В целом в 1990-е гг. во внешней политике ФРГ, особенно в комплексе ее усилий по трансформации постсоциалистического и постсоветского пространств в интересах сообщества «западных демократий», прибалтийский вектор приобрел повышенную значимость; уже внутри этого вектора наметился наибольший удельный вес диалога с Литвой. Вместе с тем, в абсолютном отношении в 2000-х — начале 2010-х гг. ситуация была иной. Официальный Берлин поддерживал вхождение Литвы в числе республик Балтии в состав НАТО и ЕС (было осуществлено в 2004 г.). Площадка «В3 + 1» использовалась для обсуждения с ФРГ чувствительных для стран Балтии вопросов в сфере безопасности и обороны: вслед за вступлением в Альянс это было предоставлением со стороны Германии практических гарантий. При поддержке Германии уже в 2004 г. под эгидой Альянса были учреждены многосторонняя миссия по патрулированию воздушного пространства Прибалтийских государств (Baltic Air Policing)<4>, 1-я постоянная морская (ПМГ) и 1-я постоянная контрминная группы (ПКМГ), которые часть календарного года курсировали в Балтийском море и Финском заливе. ФРГ на ротационной основе выделяла истребители, корветы, минные тральщики [15].

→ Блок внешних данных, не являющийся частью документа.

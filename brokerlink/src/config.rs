//! brokerlink configuration.

use std::path::Path;
use std::time::Duration;

use serde::{Deserialize, Serialize};

use brokerlink_common::{LoggingConfig, Protocol, Role, load_config};
use brokerlink_core::{BridgeOptions, ConnectionConfig, PublishConfig, SubscribeConfig};

/// Prefix of the environment variables overriding connection settings.
const ENV_PREFIX: &str = "BROKERLINK";

/// Complete brokerlink configuration.
#[derive(Debug, Clone, Serialize, Deserialize)]
pub struct BrokerlinkConfig {
    /// Logging configuration.
    #[serde(default)]
    pub logging: LoggingConfig,

    /// Bridge core options.
    #[serde(default)]
    pub bridge: BridgeOptions,

    /// Connections opened at startup, in order.
    #[serde(default)]
    pub connections: Vec<ConnectionConfig>,

    /// Subscriptions started once every connection is up.
    #[serde(default)]
    pub subscriptions: Vec<SubscribeConfig>,

    /// Messages published once after subscribing.
    #[serde(default)]
    pub publications: Vec<PublishConfig>,

    /// How often received messages are drained and logged.
    #[serde(default = "default_poll_interval_ms")]
    pub poll_interval_ms: u64,
}

fn default_poll_interval_ms() -> u64 {
    1000
}

impl BrokerlinkConfig {
    /// Load configuration from a JSON5 file, apply environment overrides and
    /// validate the result.
    pub fn load_from_file(path: impl AsRef<Path>) -> anyhow::Result<Self> {
        let mut config: Self = load_config(path)?;
        config.apply_env(|key| std::env::var(key).ok())?;
        config.validate_config()?;
        Ok(config)
    }

    /// Override connection settings from `BROKERLINK_{AMQP|MQTT}_{HOST|PORT|USERNAME|PASSWORD}`.
    ///
    /// Applies to every connection of the matching protocol.
    pub fn apply_env<F>(&mut self, lookup: F) -> anyhow::Result<()>
    where
        F: Fn(&str) -> Option<String>,
    {
        for connection in &mut self.connections {
            let prefix = format!(
                "{}_{}",
                ENV_PREFIX,
                connection.protocol.as_str().to_ascii_uppercase()
            );

            if let Some(host) = lookup(&format!("{}_HOST", prefix)) {
                connection.host = host;
            }
            if let Some(port) = lookup(&format!("{}_PORT", prefix)) {
                connection.port = port
                    .trim()
                    .parse()
                    .map_err(|_| anyhow::anyhow!("{}_PORT is not a valid port: {}", prefix, port))?;
            }
            if let Some(username) = lookup(&format!("{}_USERNAME", prefix)) {
                connection.username = username;
            }
            if let Some(password) = lookup(&format!("{}_PASSWORD", prefix)) {
                connection.password = password;
            }
        }
        Ok(())
    }

    /// Validate the configuration.
    pub fn validate_config(&self) -> anyhow::Result<()> {
        self.bridge.validate()?;

        if self.connections.is_empty() {
            anyhow::bail!("At least one connection must be configured");
        }
        if self.poll_interval_ms == 0 {
            anyhow::bail!("poll_interval_ms must be positive");
        }

        for (i, connection) in self.connections.iter().enumerate() {
            if connection.host.trim().is_empty() {
                anyhow::bail!("Connection {} has empty host", i);
            }
            if connection.port == 0 {
                anyhow::bail!("Connection {} has port 0", i);
            }
        }

        for (i, subscription) in self.subscriptions.iter().enumerate() {
            if !self.has_connection(subscription.protocol, Role::Client) {
                anyhow::bail!(
                    "Subscription {} needs a {} client connection",
                    i,
                    subscription.protocol
                );
            }
        }

        for (i, publication) in self.publications.iter().enumerate() {
            if !self.has_connection(publication.protocol, Role::Host) {
                anyhow::bail!(
                    "Publication {} needs a {} host connection",
                    i,
                    publication.protocol
                );
            }
        }

        Ok(())
    }

    fn has_connection(&self, protocol: Protocol, role: Role) -> bool {
        self.connections
            .iter()
            .any(|c| c.protocol == protocol && c.role == role)
    }

    pub fn poll_interval(&self) -> Duration {
        Duration::from_millis(self.poll_interval_ms)
    }
}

Однако на практике единовременный вклад Германии в комплектование этих группировок редко превышал 0,2 тыс. военнослужащих, притом был «мерцающим», то есть иногда нулевым. Де-факто они были единственными (с 2008 г. к ним добавились 2-я ПМГ и 2-я ПКМГ к югу от региона) миссиями в Восточной Европе с участием бундесвера. Используемая в НАТО схема ротационного вклада конкретных государств-членов в деятельность каждой из указанных группировок предполагала, что после участия продолжительностью 3—6 месяцев на несколько таких сроков страна-участница была свободна от выделения контингентов (до новой своей очередности). Различная «сетка» графика для каждой из миссий приводила к тому, что одно или даже несколько полугодий подряд Германия не выделяла сил и средств ни в одну из указанных группировок. Так, в 2004—2009 гг. ВВС ФРГ участвовала в деятельности миссии Baltic Air Policing лишь 3 раза (суммарно менее 9 месяцев при общей продолжительности на этом отрезке в 69 месяцев).

Если в середине 2000-х — начале 2010-х гг. в странах Балтии или вблизи них использовалось до 0,2 тыс. солдат и офицеров ФРГ, то в зонах нестабильности в Азии и Африке (прежде всего в Афганистане) — около 7,0 тыс. военнослужащих [22, p. 8—11]. Задействование каждого военного в районах вооруженных конфликтов на Ближнем и Среднем Востоке, в Африке севернее Сахары, где почти не имелось профильной инфраструктуры, в отдалении от ФРГ на тысячи км было несоизмеримо более сложным, чем в Восточной Европе. На этом фоне многократная разница в объемах четко показывала приоритеты Германии: первоочередность задачи по обеспечению присутствия в отдалении от зоны ответственности НАТО, а не на передовой ее части.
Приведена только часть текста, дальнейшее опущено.